Here, you can see the remains of the four crematoriums, three of which were destroyed by the Nazis as they fled Auschwitz (the fourth was destroyed in an uprising by inmates several months prior to the camp’s liberation). Small bone fragments can still be found near the crematoriums and in the ash ponds and there are commemorative stones dedicated to the victims of the crematoriums. It is an ancient Jewish custom to leave a rock on a grave or headstone and you will find many rocks on top of the commemorative stones.
After the tour ended, I walked around Birkenau on my own for a bit, but it had been a long, emotionally draining day so I didn’t stay for too much longer. Also, as I got a bit further away from the tour groups, I found it eerie to be walking around on my own, away from everyone and feeling very alone in the vastness of the camp, knowing the horrors that had transpired there. I was starting to get creeped out going into some of the buildings with no one else around, so I headed back to the main gate (nicknamed the Gate of Death by the prisoners) and all the other visitors and decided to call it a day. I took the shuttle back to Auschwitz I and walked back to the local bus stop to catch a bus back to Krakow. It had been a long and sad day, but I was glad I had done it. I learned a lot while I was there and it really is different to see it first-hand, having heard so many stories of the horrors that transpired there.
While I would encourage people to visit Auschwitz as I do think it’s important to remember the terrible things that have happened in history so we can try not to repeat them, I do understand that not everyone will be up to visiting a concentration camp. It’s not pleasant, but I think it’s important to face unpleasant historical events, and bring them out into the open, rather than to try and pretend that they never happened or that they could never happen again. As much as we like to think that we learn from our mistakes, history has a tendency to repeat itself. As we’ve seen with the current rise in neo-nazism, nationalism, the alt-right and the backlash against immigrants, we are not so far removed from the Holocaust and Nazi ideologies as we like to think.

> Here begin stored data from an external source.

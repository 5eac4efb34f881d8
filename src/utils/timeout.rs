//! Async timeout wrappers and protocol timing defaults.

use crate::error::{ProtocolError, Result};
use std::future::Future;
use std::time::Duration;
use tokio::time::Instant;

/// How long the retransmission sender waits for ACK/NACK replies per round.
pub const ACK_TIMEOUT: Duration = Duration::from_secs(1);

/// How long a receiver keeps answering END/duplicates after sending DONE.
pub const DONE_LINGER: Duration = Duration::from_secs(2);

/// Run `future`, failing with `ProtocolError::Timeout` after `duration`.
///
/// A zero duration disables the timeout and waits indefinitely.
pub async fn with_timeout_error<F, T>(future: F, duration: Duration) -> Result<T>
where
    F: Future<Output = Result<T>>,
{
    if duration.is_zero() {
        return future.await;
    }
    match tokio::time::timeout(duration, future).await {
        Ok(result) => result,
        Err(_) => Err(ProtocolError::Timeout),
    }
}

/// Run `future` until the absolute `deadline`, returning `None` on expiry.
pub async fn until_deadline<F, T>(future: F, deadline: Instant) -> Option<T>
where
    F: Future<Output = T>,
{
    tokio::time::timeout_at(deadline, future).await.ok()
}
use bytes::Bytes;
use futures::{SinkExt, StreamExt};
use tokio::io::{AsyncRead, AsyncWrite};
use tokio_util::codec::Framed;
use tracing::trace;

use crate::core::codec::FrameCodec;
use crate::error::{ProtocolError, Result};
use crate::transport::FrameTransport;

/// Frames over an ordered byte stream
pub struct StreamTransport<S> {
    framed: Framed<S, FrameCodec>,
}

impl<S> StreamTransport<S>
where
    S: AsyncRead + AsyncWrite + Unpin,
{
    /// Wrap `stream`, refusing frames with more than `max_wire_payload` bytes of payload.
    pub fn new(stream: S, max_wire_payload: usize) -> Self {
        Self {
            framed: Framed::new(stream, FrameCodec::new(max_wire_payload)),
        }
    }

    pub fn get_ref(&self) -> &S {
        self.framed.get_ref()
    }

    pub fn into_inner(self) -> S {
        self.framed.into_inner()
    }
}

impl<S> FrameTransport for StreamTransport<S>
where
    S: AsyncRead + AsyncWrite + Unpin + Send,
{
    async fn send_frame(&mut self, frame: Bytes) -> Result<()> {
        trace!(len = frame.len(), "Writing frame to stream");
        self.framed.send(frame).await
    }

    async fn recv_frame(&mut self) -> Result<Bytes> {
        match self.framed.next().await {
            Some(frame) => Ok(frame?.freeze()),
            None => Err(ProtocolError::ConnectionClosed),
        }
    }
}

#[cfg(test)]
mod tests {
    use super::*;

    #[tokio::test]
    async fn test_frames_cross_duplex() {
        let (a, b) = tokio::io::duplex(64);
        let mut left = StreamTransport::new(a, 528);
        let mut right = StreamTransport::new(b, 528);

        // Header declaring a 4-byte payload and a 2-byte tag.
        let mut frame = vec![0u8; 16];
        frame[4] = 4;
        frame[15] = 2;
        frame.extend_from_slice(&[9; 6]);
        let frame = Bytes::from(frame);

        let writer = tokio::spawn(async move {
            left.send_frame(frame.clone()).await.unwrap();
            left.send_frame(frame).await.unwrap();
        });
        let first = right.recv_frame().await.unwrap();
        let second = right.recv_frame().await.unwrap();
        writer.await.unwrap();
        assert_eq!(first.len(), 22);
        assert_eq!(first, second);

        assert!(matches!(
            right.recv_frame().await,
            Err(ProtocolError::ConnectionClosed)
        ));
    }
}
//! Structured logging setup.
//!
//! Installs a global `tracing` subscriber described by [`LoggingConfig`].
//! `RUST_LOG` overrides the configured level when set.

use crate::config::LoggingConfig;
use crate::error::{ProtocolError, Result};
use std::fs::OpenOptions;
use std::sync::Mutex;
use tracing_subscriber::EnvFilter;

fn env_filter(config: &LoggingConfig) -> EnvFilter {
    EnvFilter::try_from_default_env()
        .unwrap_or_else(|_| EnvFilter::new(config.log_level.as_str().to_lowercase()))
}

/// Install the global subscriber.
///
/// File output takes precedence over console output when both are enabled.
///
/// # Errors
/// Fails if the log file cannot be opened or a global subscriber is already set.
pub fn init_logging(config: &LoggingConfig) -> Result<()> {
    let builder = tracing_subscriber::fmt()
        .with_env_filter(env_filter(config))
        .with_target(true)
        .with_thread_names(true);

    let installed = match (config.log_to_file, config.log_file_path.as_deref()) {
        (true, Some(path)) => {
            let file = OpenOptions::new()
                .create(true)
                .append(true)
                .open(path)
                .map_err(|e| ProtocolError::ConfigError(format!("Failed to open log file: {e}")))?;
            let builder = builder.with_ansi(false).with_writer(Mutex::new(file));
            if config.json_format {
                builder.json().try_init()
            } else {
                builder.try_init()
            }
        }
        _ if config.json_format => builder.json().try_init(),
        _ => builder.try_init(),
    };

    installed.map_err(|e| ProtocolError::ConfigError(format!("Failed to install logger: {e}")))?;
    tracing::info!(app = %config.app_name, level = %config.log_level, "Logging initialized");
    Ok(())
}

If you do choose to visit Auschwitz, please be respectful while you’re there. It’s important to remember that this was a place of murder on a mass scale and that other people visiting may have had family members who were killed or imprisoned here. Do not try to take home “souvenirs” (you’d be surprised how many people do this) as removing anything is considered illegal and can result in a maximum penalty of 10 years in prison, as does defacing property (such as scratching your name on the bunks). Pictures are allowed in most areas, but again, be respectful. I love a selfie as much as the next person, but this is hardly the time or place for a smiling selfie (or even a sad one. I saw people doing both while I was there). Save your selfies for another day.